Fighter’s representation by George Orwell suits the review of capitalism by Marx and Engel due to the fact that in both readings, it is demonstrated how the proletariat, or in this case, Boxer, is continuously being made the most of by the Bourgeoisie, or the pigs. When Karl states: “Modern industry has actually converted the little workshop of the patriarchal master into the great factory of the commercial capitalist. Masses of workers, crowded into the factory, are organized like soldiers … Not only are they servants of the bourgeois class, and of bourgeois State; they are day-to-day and hourly enslaved by the device, by the over looker, and, above all of it, by the specific bourgeois producer himself,” (TCM, page 21) he shows how the proletariats are completely made use of and controlled by the bourgeois for cost-effective gain, and how they are “enslaved,” made to work. When Orwell includes: “All the animals used up the cry of ‘Go out, Boxer, go out!’ However the van was currently gathering speed and drawing from them. It doubted whether Fighter had understood what Clover had actually stated. But a moment later on his face disappeared from the window and there was the noise of a remarkable drumming of hoofs inside the van. He was trying to kick his way out. The time had actually been when a couple of kicks from Boxer’s hoofs would have smashed the van to matchwood. However alas! His strength had actually left him …” (A.F. page 123) he demonstrates how once Fighter came down with a disease and lost the majority of his working strength, the pigs found no more usage of him, as he was now a liability, and utterly worthless in their eyes, since he might no longer work. Although there was no “workshop” that was drawn from Fighter, the pigs abused his amazing ability to work and exploited it as long as they could.
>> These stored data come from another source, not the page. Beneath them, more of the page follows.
//! Application layer: port trait definitions and use-case orchestration.
//!
//! This module depends only on `crate::domain`, never on `crate::infra`,
//! `crate::commands`, or `crate::output`.

pub mod interrupt;
pub mod ports;
pub mod services;

pub use interrupt::{Interrupt, InterruptHandle};
pub use ports::{ConfigStore, LogArchive, ProgressReporter, RequestLimiter, WorkflowApi};
pub use services::orchestrator::{Pushbutan, RunOptions, SignRequest, StartRequest};
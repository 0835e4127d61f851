//! Credential loading.

use std::fmt;

use crate::domain::ConfigError;

/// Environment variable holding the GitHub token.
pub const TOKEN_ENV: &str = "GITHUB_TOKEN";

/// Bearer token for the workflow API. `Debug` never prints the secret.
#[derive(Clone)]
pub struct Credentials {
    token: String,
}

impl Credentials {
    #[must_use]
    pub fn new(token: impl Into<String>) -> Self {
        Self {
            token: token.into(),
        }
    }

    /// Read the token from the environment.
    ///
    /// # Errors
    ///
    /// Returns `MissingCredential` if the variable is unset or blank.
    pub fn from_env() -> Result<Self, ConfigError> {
        Self::from_value(std::env::var(TOKEN_ENV).ok())
    }

    fn from_value(value: Option<String>) -> Result<Self, ConfigError> {
        match value.map(|v| v.trim().to_string()) {
            Some(token) if !token.is_empty() => Ok(Self { token }),
            _ => Err(ConfigError::MissingCredential(TOKEN_ENV)),
        }
    }

    #[must_use]
    pub fn token(&self) -> &str {
        &self.token
    }
}

impl fmt::Debug for Credentials {
    fn fmt(&self, f: &mut fmt::Formatter<'_>) -> fmt::Result {
        f.debug_struct("Credentials").field("token", &"***").finish()
    }
}
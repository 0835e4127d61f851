//! `pushbutan status`

use std::process::ExitCode;

use anyhow::Result;
use clap::Args;
use pushbutan_common::JobStatusReport;

use crate::app::AppContext;
use crate::domain::RunId;

/// Arguments for the status command.
#[derive(Args, Debug)]
pub struct StatusArgs {
    /// Workflow run id
    pub run_id: u64,
}

/// Show the coarse state of a run. A failed run exits non-zero.
///
/// # Errors
///
/// Returns an error if the status cannot be fetched.
pub async fn run(app: &AppContext, args: StatusArgs) -> Result<ExitCode> {
    let engine = app.engine()?;
    let run_id = RunId(args.run_id);
    let report = engine.run_status(run_id).await?;
    app.renderer().status(run_id, &report)?;
    Ok(match report {
        JobStatusReport::Failed { .. } => ExitCode::FAILURE,
        _ => ExitCode::SUCCESS,
    })
}
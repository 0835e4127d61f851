//! Caller-initiated cancellation of a running operation.
//!
//! The CLI raises the interrupt on Ctrl-C; library callers that never cancel
//! pass [`Interrupt::never`].

use std::time::Duration;

use tokio::sync::watch;

/// Receiving side, checked by the correlator and the poll loop.
#[derive(Debug, Clone)]
pub struct Interrupt {
    rx: watch::Receiver<bool>,
}

/// Sending side, held by whoever may cancel.
#[derive(Debug)]
pub struct InterruptHandle {
    tx: watch::Sender<bool>,
}

/// Create a connected handle/interrupt pair.
#[must_use]
pub fn channel() -> (InterruptHandle, Interrupt) {
    let (tx, rx) = watch::channel(false);
    (InterruptHandle { tx }, Interrupt { rx })
}

impl InterruptHandle {
    pub fn raise(&self) {
        self.tx.send_replace(true);
    }
}

impl Interrupt {
    /// An interrupt that is never raised.
    #[must_use]
    pub fn never() -> Self {
        let (_, rx) = watch::channel(false);
        Self { rx }
    }

    #[must_use]
    pub fn is_raised(&self) -> bool {
        *self.rx.borrow()
    }

    /// Resolves once raised. Pends forever if the handle is dropped unraised.
    pub async fn raised(&self) {
        let mut rx = self.rx.clone();
        loop {
            if *rx.borrow_and_update() {
                return;
            }
            if rx.changed().await.is_err() {
                std::future::pending::<()>().await;
            }
        }
    }

    /// Sleep for `duration`. Returns `false` if interrupted first.
    pub async fn sleep(&self, duration: Duration) -> bool {
        tokio::select! {
            () = tokio::time::sleep(duration) => true,
            () = self.raised() => false,
        }
    }
}

impl Default for Interrupt {
    fn default() -> Self {
        Self::never()
    }
}
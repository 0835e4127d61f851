//! Configuration schema stored in `~/.pushbutan/config.yaml`.
//!
//! Pure types only. Loading lives in `infra::config`.

use std::path::PathBuf;
use std::time::Duration;

use serde::{Deserialize, Serialize};

use crate::domain::error::ConfigError;
use crate::domain::retry::RetryPolicy;
use crate::domain::workflow::{WorkflowRef, WorkflowSpec};

// ── Defaults ─────────────────────────────────────────────────────────────────

pub const DEFAULT_API_URL: &str = "https://api.github.com";
pub const DEFAULT_OWNER: &str = "anaconda-distribution";
pub const DEFAULT_REPO: &str = "rocket-platform";
pub const DEV_INSTANCE_WORKFLOW_ID: u64 = 31_526_128;

// ── Config schema ────────────────────────────────────────────────────────────

/// Top-level configuration. Every field has a default, so an empty or
/// missing file is valid.
#[derive(Debug, Clone, PartialEq, Serialize, Deserialize)]
#[serde(default)]
pub struct PushbutanConfig {
    pub api_url: String,
    pub repository: RepositoryConfig,
    pub workflows: WorkflowsConfig,
    pub polling: PollingConfig,
    pub http: HttpConfig,
    /// Where `--save-logs` writes run logs.
    pub logs_dir: PathBuf,
}

impl Default for PushbutanConfig {
    fn default() -> Self {
        Self {
            api_url: DEFAULT_API_URL.to_string(),
            repository: RepositoryConfig::default(),
            workflows: WorkflowsConfig::default(),
            polling: PollingConfig::default(),
            http: HttpConfig::default(),
            logs_dir: PathBuf::from("logs"),
        }
    }
}

#[derive(Debug, Clone, PartialEq, Eq, Serialize, Deserialize)]
#[serde(default)]
pub struct RepositoryConfig {
    pub owner: String,
    pub name: String,
}

impl Default for RepositoryConfig {
    fn default() -> Self {
        Self {
            owner: DEFAULT_OWNER.to_string(),
            name: DEFAULT_REPO.to_string(),
        }
    }
}

impl RepositoryConfig {
    /// `owner/name`, as used in API paths.
    #[must_use]
    pub fn slug(&self) -> String {
        format!("{}/{}", self.owner, self.name)
    }
}

/// The three workflows the tool dispatches.
#[derive(Debug, Clone, PartialEq, Eq, Serialize, Deserialize)]
#[serde(default)]
pub struct WorkflowsConfig {
    pub dev_instance: WorkflowSpec,
    pub stop_instance: WorkflowSpec,
    pub codesign: WorkflowSpec,
}

impl Default for WorkflowsConfig {
    fn default() -> Self {
        Self {
            dev_instance: WorkflowSpec::new(WorkflowRef::Id(DEV_INSTANCE_WORKFLOW_ID)),
            stop_instance: WorkflowSpec::new(WorkflowRef::File("stop-dev-instance.yml".into())),
            codesign: WorkflowSpec::new(WorkflowRef::File("codesign.yml".into())),
        }
    }
}

/// Poll and correlation timing, in seconds.
#[derive(Debug, Clone, PartialEq, Eq, Serialize, Deserialize)]
#[serde(default)]
pub struct PollingConfig {
    pub interval_secs: u64,
    pub start_timeout_secs: u64,
    /// A teardown only runs the stop step, so it gets the same fifteen
    /// minutes as provisioning rather than the instance lifetime.
    pub stop_timeout_secs: u64,
    pub sign_timeout_secs: u64,
    pub correlation_timeout_secs: u64,
    pub correlation_interval_secs: u64,
    pub correlation_initial_delay_secs: u64,
    pub clock_skew_secs: u64,
}

impl Default for PollingConfig {
    fn default() -> Self {
        Self {
            interval_secs: 30,
            start_timeout_secs: 900,
            stop_timeout_secs: 900,
            sign_timeout_secs: 1800,
            correlation_timeout_secs: 90,
            correlation_interval_secs: 2,
            correlation_initial_delay_secs: 5,
            clock_skew_secs: 5,
        }
    }
}

impl PollingConfig {
    #[must_use]
    pub fn interval(&self) -> Duration {
        Duration::from_secs(self.interval_secs)
    }

    #[must_use]
    pub fn start_timeout(&self) -> Duration {
        Duration::from_secs(self.start_timeout_secs)
    }

    #[must_use]
    pub fn stop_timeout(&self) -> Duration {
        Duration::from_secs(self.stop_timeout_secs)
    }

    #[must_use]
    pub fn sign_timeout(&self) -> Duration {
        Duration::from_secs(self.sign_timeout_secs)
    }

    #[must_use]
    pub fn correlation_timeout(&self) -> Duration {
        Duration::from_secs(self.correlation_timeout_secs)
    }

    #[must_use]
    pub fn correlation_interval(&self) -> Duration {
        Duration::from_secs(self.correlation_interval_secs)
    }

    #[must_use]
    pub fn correlation_initial_delay(&self) -> Duration {
        Duration::from_secs(self.correlation_initial_delay_secs)
    }

    #[must_use]
    pub fn clock_skew(&self) -> Duration {
        Duration::from_secs(self.clock_skew_secs)
    }
}

/// HTTP client behaviour: retries, timeouts and the shared request budget.
#[derive(Debug, Clone, PartialEq, Serialize, Deserialize)]
#[serde(default)]
pub struct HttpConfig {
    pub max_attempts: u32,
    pub backoff_base_ms: u64,
    pub backoff_cap_secs: u64,
    pub request_timeout_secs: u64,
    /// Token bucket capacity.
    pub burst: u32,
    /// Tokens added per second.
    pub refill_per_sec: f64,
}

impl Default for HttpConfig {
    fn default() -> Self {
        Self {
            max_attempts: 4,
            backoff_base_ms: 1000,
            backoff_cap_secs: 30,
            request_timeout_secs: 30,
            burst: 10,
            refill_per_sec: 1.0,
        }
    }
}

impl HttpConfig {
    #[must_use]
    pub fn retry_policy(&self) -> RetryPolicy {
        RetryPolicy {
            max_attempts: self.max_attempts,
            base: Duration::from_millis(self.backoff_base_ms),
            cap: Duration::from_secs(self.backoff_cap_secs),
        }
    }

    #[must_use]
    pub fn request_timeout(&self) -> Duration {
        Duration::from_secs(self.request_timeout_secs)
    }
}

// ── Validation ───────────────────────────────────────────────────────────────

impl PushbutanConfig {
    /// Reject values that would make the engine spin or never issue a call.
    ///
    /// # Errors
    ///
    /// Returns the first offending key.
    pub fn validate(&self) -> Result<(), ConfigError> {
        if !self.api_url.starts_with("http://") && !self.api_url.starts_with("https://") {
            return Err(invalid("api_url", &self.api_url, "an http(s) URL"));
        }
        if self.repository.owner.is_empty() || self.repository.name.is_empty() {
            return Err(invalid(
                "repository",
                &self.repository.slug(),
                "non-empty owner and name",
            ));
        }
        let positive = [
            ("polling.interval_secs", self.polling.interval_secs),
            (
                "polling.correlation_interval_secs",
                self.polling.correlation_interval_secs,
            ),
            ("http.max_attempts", u64::from(self.http.max_attempts)),
            ("http.burst", u64::from(self.http.burst)),
            ("http.request_timeout_secs", self.http.request_timeout_secs),
        ];
        for (key, value) in positive {
            if value == 0 {
                return Err(invalid(key, "0", "a value greater than zero"));
            }
        }
        if !(self.http.refill_per_sec.is_finite() && self.http.refill_per_sec > 0.0) {
            return Err(invalid(
                "http.refill_per_sec",
                &self.http.refill_per_sec.to_string(),
                "a positive number",
            ));
        }
        Ok(())
    }
}

fn invalid(key: &str, value: &str, expected: &str) -> ConfigError {
    ConfigError::InvalidValue {
        key: key.to_string(),
        value: value.to_string(),
        expected: expected.to_string(),
    }
}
Karl and Marx used their Communist Manifesto to spread their communistic ideas to shut down the corrupt capitalist system. The twain used the relationship in between the Bourgeoisie and the Proletariat to show how commercialism is nonfunctional. Boxer, an essential character in Orwell’s Animal Farm was used to reveal this relationship and how the capitalist system is flawed. The Bourgeoisie had actually changed individuals of previous occupations into “paid wage-laborers,” the proletariat became simply another “part of the maker”, and the proletariat is benefited from by the bourgeoisie. All these concepts can be carried out in the relationship in between Boxer and the pigs, which support how Orwell’s representation of Fighter fits in the critique of commercialism by Karl Marx.